If we fail in our efforts to reform
the tobacco habit, the next best thing to do, is to
show men what the nature and capabilities of the poison
are, and endeavor to persuade them to use the milder
varieties and in a moderate quantity.
ONE OF THE GREAT CURSES OF THE RISING GENERATION
is the passion for imitating and acquiring
the evil habits of men, under an impression that it
hastens their approach to manhood. Weak, frail,
delicate boys, with inherited tendencies to disease,
who should, by all means, never use tobacco, or anything
injurious, are often as obstinately bent upon learning
to smoke, in spite of medical advice, as those in
whom a moderate use would be far less objectionable.
A recent observer, in examining into the cases of
thirty-eight boys who had formed the habit of using
tobacco, found that twenty-seven of them had also
a fondness for alcoholic stimulants.
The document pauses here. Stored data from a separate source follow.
//! Environment-style configuration for one proxy
//!
//! Every setting is read from `NAME_*` variables, where `NAME` is the
//! upper-case proxy name (e.g. `TIMEZONE_PROXY_CACHE_LIFE`). Unset variables
//! fall back to the adapter's defaults; malformed ones are errors.

use std::path::PathBuf;
use std::str::FromStr;
use std::time::Duration;

use thiserror::Error;
use tracing::info;

use crate::adapters::{AdapterDefaults, AdapterSettings, ProxyKind};
use crate::cache::FileBackend;
use crate::limiter::RateLimiterConfig;
use crate::upstream::{Backoff, RetryPolicy};

/// Default spacing between preload requests
const DEFAULT_PRELOAD_DELAY_SECS: u64 = 32;

/// Default upstream timeout
const DEFAULT_TIMEOUT_SECS: u64 = 10;

/// Errors raised while reading configuration
#[derive(Debug, Error, PartialEq, Eq)]
pub enum ConfigError {
    /// A variable is set to something unusable
    #[error("{name} must be {expected}, got '{value}'")]
    Invalid {
        name: String,
        value: String,
        expected: &'static str,
    },

    /// The file backend was selected but no location could be determined
    #[error("No default cache directory available; set {0}")]
    NoCachePath(String),
}

/// Where cache entries are kept
#[derive(Debug, Clone, PartialEq, Eq)]
pub enum CacheBackendKind {
    Memory,
    File(PathBuf),
}

/// Cache warm-up settings
#[derive(Debug, Clone, PartialEq, Eq)]
pub struct PreloadConfig {
    /// Items to fetch at startup (e.g. timezone names)
    pub items: Vec<String>,
    /// Pause between items
    pub delay: Duration,
}

impl Default for PreloadConfig {
    fn default() -> Self {
        Self {
            items: Vec::new(),
            delay: Duration::from_secs(DEFAULT_PRELOAD_DELAY_SECS),
        }
    }
}

/// Complete configuration of one proxy process
#[derive(Debug, Clone)]
pub struct ProxyConfig {
    pub kind: ProxyKind,
    pub rate_limit: RateLimiterConfig,
    /// Cache time-to-live, zero disables caching
    pub cache_ttl: Duration,
    pub cache_backend: CacheBackendKind,
    pub retry: RetryPolicy,
    /// Per-attempt upstream timeout
    pub timeout: Duration,
    pub preload: PreloadConfig,
    pub adapter: AdapterSettings,
}

impl ProxyConfig {
    /// Reads configuration from the process environment
    pub fn from_env(kind: ProxyKind, defaults: AdapterDefaults) -> Result<Self, ConfigError> {
        Self::from_lookup(kind, defaults, |name| std::env::var(name).ok())
    }

    /// Reads configuration through `lookup`, which returns a variable's value if set
    pub fn from_lookup<F>(
        kind: ProxyKind,
        defaults: AdapterDefaults,
        lookup: F,
    ) -> Result<Self, ConfigError>
    where
        F: Fn(&str) -> Option<String>,
    {
        let env = Env {
            prefix: kind.name().to_ascii_uppercase(),
            lookup,
        };

        let requests = env.parse_or("PROXY_REQUESTS_PER_MINUTE", defaults.requests_per_minute)?;
        let window_secs: u64 = env.parse_or("PROXY_RATE_WINDOW", 60)?;
        if window_secs == 0 {
            return Err(env.invalid("PROXY_RATE_WINDOW", "0", "a positive number of seconds"));
        }

        let cache_minutes: u64 = env.parse_or("PROXY_CACHE_LIFE", defaults.cache_minutes)?;
        let cache_ttl = Duration::from_secs(cache_minutes.saturating_mul(60));

        let cache_backend = match (env.get("PROXY_CACHE_PATH"), env.get("PROXY_CACHE_BACKEND")) {
            (Some(path), _) => CacheBackendKind::File(PathBuf::from(path)),
            (None, None) => CacheBackendKind::Memory,
            (None, Some(backend)) => match backend.to_ascii_lowercase().as_str() {
                "memory" => CacheBackendKind::Memory,
                "file" => FileBackend::default_path(kind.name())
                    .map(CacheBackendKind::File)
                    .ok_or_else(|| ConfigError::NoCachePath(env.var_name("PROXY_CACHE_PATH")))?,
                _ => {
                    return Err(env.invalid("PROXY_CACHE_BACKEND", &backend, "'memory' or 'file'"))
                }
            },
        };

        let retries: u32 = env.parse_or("MAX_RETRIES", defaults.max_retries)?;
        let retry_delay: u64 = env.parse_or("RETRY_DELAY", defaults.retry_delay_secs)?;
        let backoff = match env.get("RETRY_BACKOFF").as_deref() {
            None | Some("fixed") => Backoff::Fixed,
            Some("exponential") => Backoff::Exponential,
            Some(other) => {
                return Err(env.invalid("RETRY_BACKOFF", other, "'fixed' or 'exponential'"))
            }
        };
        let retry = RetryPolicy::new(retries, Duration::from_secs(retry_delay)).with_backoff(backoff);

        let timeout_secs: u64 = env.parse_or("PROXY_TIMEOUT", DEFAULT_TIMEOUT_SECS)?;
        if timeout_secs == 0 {
            return Err(env.invalid("PROXY_TIMEOUT", "0", "a positive number of seconds"));
        }

        let items = env
            .get("PRELOAD")
            .map(|list| {
                list.split(',')
                    .map(str::trim)
                    .filter(|item| !item.is_empty())
                    .map(str::to_string)
                    .collect()
            })
            .unwrap_or_default();
        let preload_delay: u64 = env.parse_or("PRELOAD_DELAY", DEFAULT_PRELOAD_DELAY_SECS)?;

        let adapter = AdapterSettings {
            secrets_dir: (env.lookup)("PROXY_SECRETS_DIR")
                .map(PathBuf::from)
                .unwrap_or_else(|| AdapterSettings::default().secrets_dir),
            openweather_default_key: (env.lookup)("OPENWEATHER_DEFAULT_API_KEY"),
        };

        Ok(Self {
            kind,
            rate_limit: RateLimiterConfig {
                requests_per_window: requests,
                window: Duration::from_secs(window_secs),
            },
            cache_ttl,
            cache_backend,
            retry,
            timeout: Duration::from_secs(timeout_secs),
            preload: PreloadConfig {
                items,
                delay: Duration::from_secs(preload_delay),
            },
            adapter,
        })
    }

    /// Logs the effective configuration at startup
    pub fn log_summary(&self) {
        let cache = if self.cache_ttl.is_zero() {
            "disabled".to_string()
        } else {
            format!("{} minutes", self.cache_ttl.as_secs() / 60)
        };
        let backend = match &self.cache_backend {
            CacheBackendKind::Memory => "memory".to_string(),
            CacheBackendKind::File(path) => path.display().to_string(),
        };
        info!(
            proxy = %self.kind,
            rate_limit = %self.rate_limit.describe(),
            cache = %cache,
            cache_backend = %backend,
            max_attempts = self.retry.attempts(),
            retry_delay_secs = self.retry.base_delay.as_secs(),
            timeout_secs = self.timeout.as_secs(),
            preload_items = self.preload.items.len(),
            "Proxy configuration"
        );
    }
}

/// Prefixed variable lookup
struct Env<F> {
    prefix: String,
    lookup: F,
}

impl<F> Env<F>
where
    F: Fn(&str) -> Option<String>,
{
    fn var_name(&self, suffix: &str) -> String {
        format!("{}_{}", self.prefix, suffix)
    }

    fn get(&self, suffix: &str) -> Option<String> {
        (self.lookup)(&self.var_name(suffix))
            .map(|value| value.trim().to_string())
            .filter(|value| !value.is_empty())
    }

    fn parse_or<T: FromStr>(&self, suffix: &str, default: T) -> Result<T, ConfigError> {
        match self.get(suffix) {
            None => Ok(default),
            Some(raw) => raw
                .parse()
                .map_err(|_| self.invalid(suffix, &raw, "a non-negative integer")),
        }
    }

    fn invalid(&self, suffix: &str, value: &str, expected: &'static str) -> ConfigError {
        ConfigError::Invalid {
            name: self.var_name(suffix),
            value: value.to_string(),
            expected,
        }
    }
}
A large proportion
of the Franklin Home inmates attribute their habit
of drinking to the effects of company; many commenced
in the army, and many were induced to drink at first
by invitation. If smoking was a solitary habit,
it would be less likely to lead to drinking; but the
same companionship, and habits of treating prevail,
as in the saloon, and the step from the estaminet
to the bar-room under invitation, is an easy one, where
the diseased thirst, so often induced by tobacco,
favors the movement to treat.
We have no prejudice against tobacco,
other than what would naturally arise in the mind
from a careful examination of the effects of the poison
in hundreds of cases. We have seen large, hale-looking
men forced in time to abandon, although very reluctantly,
the use of tobacco in every form; and the most bitter
enemy we have ever met to the vile weed as
he termed it, was a physician, who had been forced
to give up chewing on account of the state of his
heart, after years of indulgence. We have seen
many such instances, and, in one case, the abandonment
of the habit entirely cured a dyspepsia of twenty-eight
years’ standing.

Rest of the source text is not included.